*WHAT THE TASK ASKS*. Search the records for the string "channel", then copy each line where it appears.

*THE INPUT*.
......
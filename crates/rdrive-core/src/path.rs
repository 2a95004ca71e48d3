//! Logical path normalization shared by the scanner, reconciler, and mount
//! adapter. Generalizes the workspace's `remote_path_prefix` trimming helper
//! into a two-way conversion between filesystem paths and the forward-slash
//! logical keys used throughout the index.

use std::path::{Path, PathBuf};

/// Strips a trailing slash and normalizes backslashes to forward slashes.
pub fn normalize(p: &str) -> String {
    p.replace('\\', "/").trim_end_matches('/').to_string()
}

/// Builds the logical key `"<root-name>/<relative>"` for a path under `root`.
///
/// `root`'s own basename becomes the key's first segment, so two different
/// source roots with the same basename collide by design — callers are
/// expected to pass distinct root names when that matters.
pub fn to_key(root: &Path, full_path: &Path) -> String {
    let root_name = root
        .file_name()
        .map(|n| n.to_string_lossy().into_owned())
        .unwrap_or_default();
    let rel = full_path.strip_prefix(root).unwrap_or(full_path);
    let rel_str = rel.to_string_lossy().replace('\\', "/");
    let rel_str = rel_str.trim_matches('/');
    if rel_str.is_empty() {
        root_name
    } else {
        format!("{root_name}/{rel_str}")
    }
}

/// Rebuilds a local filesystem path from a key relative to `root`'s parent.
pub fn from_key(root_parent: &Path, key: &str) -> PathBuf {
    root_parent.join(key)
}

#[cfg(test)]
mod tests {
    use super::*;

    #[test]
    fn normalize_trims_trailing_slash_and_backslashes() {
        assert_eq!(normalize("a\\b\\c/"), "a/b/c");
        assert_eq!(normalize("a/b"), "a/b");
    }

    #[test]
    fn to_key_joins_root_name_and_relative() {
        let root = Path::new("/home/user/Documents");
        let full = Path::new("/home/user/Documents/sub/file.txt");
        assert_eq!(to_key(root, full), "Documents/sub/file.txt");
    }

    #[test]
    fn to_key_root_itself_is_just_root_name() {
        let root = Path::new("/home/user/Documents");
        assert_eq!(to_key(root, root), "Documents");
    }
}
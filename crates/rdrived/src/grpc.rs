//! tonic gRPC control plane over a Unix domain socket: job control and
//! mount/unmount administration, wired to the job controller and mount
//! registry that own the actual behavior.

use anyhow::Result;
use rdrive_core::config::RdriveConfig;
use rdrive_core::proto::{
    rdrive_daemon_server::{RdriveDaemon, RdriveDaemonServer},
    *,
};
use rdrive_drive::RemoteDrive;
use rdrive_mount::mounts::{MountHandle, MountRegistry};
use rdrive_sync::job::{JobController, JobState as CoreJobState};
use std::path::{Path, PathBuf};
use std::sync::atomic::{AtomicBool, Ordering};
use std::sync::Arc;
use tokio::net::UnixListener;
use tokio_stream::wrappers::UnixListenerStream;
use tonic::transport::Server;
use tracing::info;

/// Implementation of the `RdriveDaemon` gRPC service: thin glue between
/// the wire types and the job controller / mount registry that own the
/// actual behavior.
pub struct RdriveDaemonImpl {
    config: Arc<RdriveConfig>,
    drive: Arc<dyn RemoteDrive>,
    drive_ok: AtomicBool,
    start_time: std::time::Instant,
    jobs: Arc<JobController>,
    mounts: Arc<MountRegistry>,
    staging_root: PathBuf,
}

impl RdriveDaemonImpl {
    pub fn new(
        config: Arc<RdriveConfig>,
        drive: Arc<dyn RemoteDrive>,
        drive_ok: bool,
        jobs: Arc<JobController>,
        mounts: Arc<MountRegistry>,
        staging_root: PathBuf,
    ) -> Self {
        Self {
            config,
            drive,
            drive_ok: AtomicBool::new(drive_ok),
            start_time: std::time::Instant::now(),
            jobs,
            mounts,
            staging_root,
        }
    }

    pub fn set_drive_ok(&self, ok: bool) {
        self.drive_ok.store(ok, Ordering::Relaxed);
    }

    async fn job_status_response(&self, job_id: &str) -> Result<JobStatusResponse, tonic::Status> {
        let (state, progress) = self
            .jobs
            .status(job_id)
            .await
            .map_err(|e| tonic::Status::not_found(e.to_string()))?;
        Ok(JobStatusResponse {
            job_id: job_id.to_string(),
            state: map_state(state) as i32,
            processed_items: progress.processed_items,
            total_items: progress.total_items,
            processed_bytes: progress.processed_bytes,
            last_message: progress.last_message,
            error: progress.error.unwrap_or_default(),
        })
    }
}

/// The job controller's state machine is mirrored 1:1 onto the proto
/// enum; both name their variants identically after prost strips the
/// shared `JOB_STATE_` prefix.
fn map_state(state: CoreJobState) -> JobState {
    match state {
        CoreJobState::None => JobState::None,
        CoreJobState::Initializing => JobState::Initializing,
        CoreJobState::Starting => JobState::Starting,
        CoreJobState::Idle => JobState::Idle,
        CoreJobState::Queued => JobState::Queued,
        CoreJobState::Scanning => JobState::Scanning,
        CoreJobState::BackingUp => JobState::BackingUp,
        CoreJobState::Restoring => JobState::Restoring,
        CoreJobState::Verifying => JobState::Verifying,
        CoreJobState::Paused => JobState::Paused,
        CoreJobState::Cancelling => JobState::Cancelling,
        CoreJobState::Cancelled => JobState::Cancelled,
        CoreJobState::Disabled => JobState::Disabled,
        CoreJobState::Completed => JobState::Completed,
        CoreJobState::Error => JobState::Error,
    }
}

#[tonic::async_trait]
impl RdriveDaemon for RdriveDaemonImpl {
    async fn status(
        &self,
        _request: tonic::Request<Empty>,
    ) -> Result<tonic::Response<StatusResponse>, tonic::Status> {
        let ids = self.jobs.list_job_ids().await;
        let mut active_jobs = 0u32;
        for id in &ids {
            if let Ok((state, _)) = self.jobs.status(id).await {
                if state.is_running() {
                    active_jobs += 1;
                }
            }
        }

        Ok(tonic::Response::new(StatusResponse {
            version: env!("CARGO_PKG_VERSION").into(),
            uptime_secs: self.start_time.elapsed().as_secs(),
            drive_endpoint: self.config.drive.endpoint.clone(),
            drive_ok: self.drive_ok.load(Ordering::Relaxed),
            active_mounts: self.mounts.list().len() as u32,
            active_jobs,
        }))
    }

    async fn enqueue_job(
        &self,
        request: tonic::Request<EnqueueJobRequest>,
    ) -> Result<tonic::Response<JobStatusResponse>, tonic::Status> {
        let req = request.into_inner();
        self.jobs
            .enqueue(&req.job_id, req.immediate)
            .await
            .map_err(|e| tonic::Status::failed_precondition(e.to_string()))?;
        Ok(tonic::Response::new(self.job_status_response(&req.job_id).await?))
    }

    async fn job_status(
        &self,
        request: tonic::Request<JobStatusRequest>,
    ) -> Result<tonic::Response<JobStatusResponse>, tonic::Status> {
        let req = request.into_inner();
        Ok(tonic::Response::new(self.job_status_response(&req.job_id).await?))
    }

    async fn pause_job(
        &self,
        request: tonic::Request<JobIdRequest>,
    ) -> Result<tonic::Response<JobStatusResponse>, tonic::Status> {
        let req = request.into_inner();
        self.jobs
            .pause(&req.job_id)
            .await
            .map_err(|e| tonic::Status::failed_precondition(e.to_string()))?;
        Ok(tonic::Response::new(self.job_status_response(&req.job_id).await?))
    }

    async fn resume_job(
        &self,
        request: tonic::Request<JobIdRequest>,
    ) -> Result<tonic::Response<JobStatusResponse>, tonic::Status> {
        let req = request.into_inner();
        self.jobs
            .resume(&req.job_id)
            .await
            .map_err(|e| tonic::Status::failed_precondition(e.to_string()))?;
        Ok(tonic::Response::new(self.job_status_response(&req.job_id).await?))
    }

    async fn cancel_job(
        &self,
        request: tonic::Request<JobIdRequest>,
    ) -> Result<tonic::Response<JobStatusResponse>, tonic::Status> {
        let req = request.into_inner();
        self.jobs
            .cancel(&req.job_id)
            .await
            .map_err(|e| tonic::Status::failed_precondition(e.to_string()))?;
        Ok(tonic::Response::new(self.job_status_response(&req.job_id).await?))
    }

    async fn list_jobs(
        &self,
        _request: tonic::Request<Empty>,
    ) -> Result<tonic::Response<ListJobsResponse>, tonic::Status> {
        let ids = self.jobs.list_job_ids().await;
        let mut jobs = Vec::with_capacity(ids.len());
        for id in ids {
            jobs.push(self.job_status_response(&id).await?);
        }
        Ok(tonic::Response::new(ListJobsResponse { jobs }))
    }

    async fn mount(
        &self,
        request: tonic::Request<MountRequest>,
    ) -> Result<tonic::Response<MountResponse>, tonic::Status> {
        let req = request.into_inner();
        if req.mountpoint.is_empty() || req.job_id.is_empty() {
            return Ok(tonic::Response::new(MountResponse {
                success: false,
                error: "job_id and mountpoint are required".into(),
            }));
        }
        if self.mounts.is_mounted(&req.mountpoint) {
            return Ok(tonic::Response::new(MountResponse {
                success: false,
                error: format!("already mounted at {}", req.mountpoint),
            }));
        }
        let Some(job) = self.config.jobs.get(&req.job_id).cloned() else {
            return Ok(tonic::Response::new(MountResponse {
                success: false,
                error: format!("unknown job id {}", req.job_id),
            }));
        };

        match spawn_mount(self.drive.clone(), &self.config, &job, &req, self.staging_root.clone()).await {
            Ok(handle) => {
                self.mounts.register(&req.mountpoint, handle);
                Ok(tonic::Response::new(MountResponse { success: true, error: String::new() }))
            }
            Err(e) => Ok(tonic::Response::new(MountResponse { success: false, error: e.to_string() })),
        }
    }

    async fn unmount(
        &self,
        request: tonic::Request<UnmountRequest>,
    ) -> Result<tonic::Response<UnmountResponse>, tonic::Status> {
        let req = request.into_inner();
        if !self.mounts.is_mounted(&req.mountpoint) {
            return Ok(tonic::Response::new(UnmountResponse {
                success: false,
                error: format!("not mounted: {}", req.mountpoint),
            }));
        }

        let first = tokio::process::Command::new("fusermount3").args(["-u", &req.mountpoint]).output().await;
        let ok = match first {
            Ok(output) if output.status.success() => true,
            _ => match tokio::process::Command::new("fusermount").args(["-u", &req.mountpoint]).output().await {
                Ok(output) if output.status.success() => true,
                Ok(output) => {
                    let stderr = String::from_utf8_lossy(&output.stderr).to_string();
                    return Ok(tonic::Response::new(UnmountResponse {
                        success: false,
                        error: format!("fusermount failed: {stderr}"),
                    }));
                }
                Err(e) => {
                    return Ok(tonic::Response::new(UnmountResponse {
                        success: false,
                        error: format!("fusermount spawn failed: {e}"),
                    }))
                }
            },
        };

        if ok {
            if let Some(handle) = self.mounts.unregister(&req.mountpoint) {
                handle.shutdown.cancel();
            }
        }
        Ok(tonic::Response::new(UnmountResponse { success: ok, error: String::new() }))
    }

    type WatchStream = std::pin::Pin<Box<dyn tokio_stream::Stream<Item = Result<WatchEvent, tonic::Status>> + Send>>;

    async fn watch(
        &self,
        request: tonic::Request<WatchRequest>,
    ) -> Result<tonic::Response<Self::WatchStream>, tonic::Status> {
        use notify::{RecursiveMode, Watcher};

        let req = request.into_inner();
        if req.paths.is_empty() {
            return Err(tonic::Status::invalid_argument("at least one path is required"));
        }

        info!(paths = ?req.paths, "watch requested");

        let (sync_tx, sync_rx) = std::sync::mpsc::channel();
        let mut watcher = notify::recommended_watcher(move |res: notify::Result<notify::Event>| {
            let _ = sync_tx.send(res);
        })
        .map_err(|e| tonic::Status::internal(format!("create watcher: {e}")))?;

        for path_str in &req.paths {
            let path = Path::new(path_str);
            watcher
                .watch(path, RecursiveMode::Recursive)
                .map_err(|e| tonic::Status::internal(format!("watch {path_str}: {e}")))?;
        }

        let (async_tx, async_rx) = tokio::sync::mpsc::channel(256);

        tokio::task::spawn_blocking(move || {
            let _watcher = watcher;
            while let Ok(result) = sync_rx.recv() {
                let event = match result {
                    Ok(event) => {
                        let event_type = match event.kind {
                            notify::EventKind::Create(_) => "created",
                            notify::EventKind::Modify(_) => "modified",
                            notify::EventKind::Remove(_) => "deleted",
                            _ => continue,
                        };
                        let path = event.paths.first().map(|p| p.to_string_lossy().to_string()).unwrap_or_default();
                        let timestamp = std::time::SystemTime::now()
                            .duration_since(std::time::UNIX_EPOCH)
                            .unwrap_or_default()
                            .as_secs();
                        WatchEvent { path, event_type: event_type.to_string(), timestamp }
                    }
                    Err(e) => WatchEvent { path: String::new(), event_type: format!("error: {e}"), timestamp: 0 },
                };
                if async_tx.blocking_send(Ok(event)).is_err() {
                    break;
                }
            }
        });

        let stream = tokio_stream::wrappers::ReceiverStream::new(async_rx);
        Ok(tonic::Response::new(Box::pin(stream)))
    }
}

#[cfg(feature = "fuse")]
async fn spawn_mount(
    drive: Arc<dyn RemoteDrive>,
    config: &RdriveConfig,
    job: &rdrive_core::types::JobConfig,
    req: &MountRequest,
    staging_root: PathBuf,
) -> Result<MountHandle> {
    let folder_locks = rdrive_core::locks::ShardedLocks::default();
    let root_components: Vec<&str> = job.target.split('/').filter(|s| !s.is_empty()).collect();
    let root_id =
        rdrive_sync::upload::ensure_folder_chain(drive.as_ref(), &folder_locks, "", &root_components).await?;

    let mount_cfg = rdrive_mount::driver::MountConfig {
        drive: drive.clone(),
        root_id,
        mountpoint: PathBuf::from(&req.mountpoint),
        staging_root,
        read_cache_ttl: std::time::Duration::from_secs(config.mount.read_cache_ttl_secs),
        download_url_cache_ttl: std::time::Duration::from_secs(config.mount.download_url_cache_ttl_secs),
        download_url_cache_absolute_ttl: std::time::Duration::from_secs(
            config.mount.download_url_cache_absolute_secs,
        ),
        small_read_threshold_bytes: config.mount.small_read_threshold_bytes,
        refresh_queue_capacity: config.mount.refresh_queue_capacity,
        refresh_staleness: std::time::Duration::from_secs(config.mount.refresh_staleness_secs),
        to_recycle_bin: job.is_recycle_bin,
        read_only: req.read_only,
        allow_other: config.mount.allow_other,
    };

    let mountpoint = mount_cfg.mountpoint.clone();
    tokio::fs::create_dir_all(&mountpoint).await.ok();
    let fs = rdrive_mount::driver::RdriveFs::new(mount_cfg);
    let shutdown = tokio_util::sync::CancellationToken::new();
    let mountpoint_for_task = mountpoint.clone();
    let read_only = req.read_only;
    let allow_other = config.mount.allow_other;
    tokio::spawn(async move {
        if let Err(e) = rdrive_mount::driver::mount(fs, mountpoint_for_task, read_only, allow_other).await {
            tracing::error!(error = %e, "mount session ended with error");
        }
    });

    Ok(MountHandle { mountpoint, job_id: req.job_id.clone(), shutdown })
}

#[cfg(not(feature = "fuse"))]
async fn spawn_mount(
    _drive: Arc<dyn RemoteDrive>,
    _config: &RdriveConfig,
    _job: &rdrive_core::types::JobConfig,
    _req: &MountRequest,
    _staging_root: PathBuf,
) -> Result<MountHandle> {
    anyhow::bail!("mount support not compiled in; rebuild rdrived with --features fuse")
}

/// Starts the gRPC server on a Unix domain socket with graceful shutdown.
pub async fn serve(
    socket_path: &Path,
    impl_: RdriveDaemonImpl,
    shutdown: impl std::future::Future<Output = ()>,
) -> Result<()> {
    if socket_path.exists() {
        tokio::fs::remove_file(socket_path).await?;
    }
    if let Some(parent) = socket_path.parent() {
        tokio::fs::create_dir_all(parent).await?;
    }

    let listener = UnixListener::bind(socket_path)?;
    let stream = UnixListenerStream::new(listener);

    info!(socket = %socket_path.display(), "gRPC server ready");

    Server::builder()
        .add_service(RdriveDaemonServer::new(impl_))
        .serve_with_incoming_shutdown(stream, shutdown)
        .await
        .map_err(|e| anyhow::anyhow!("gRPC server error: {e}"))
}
......
*RESPONSE AREA*.
        let (sync_tx, sync_rx) = std::sync::mpsc::channel();
        let (async_tx, async_rx) = tokio::sync::mpsc::channel(256);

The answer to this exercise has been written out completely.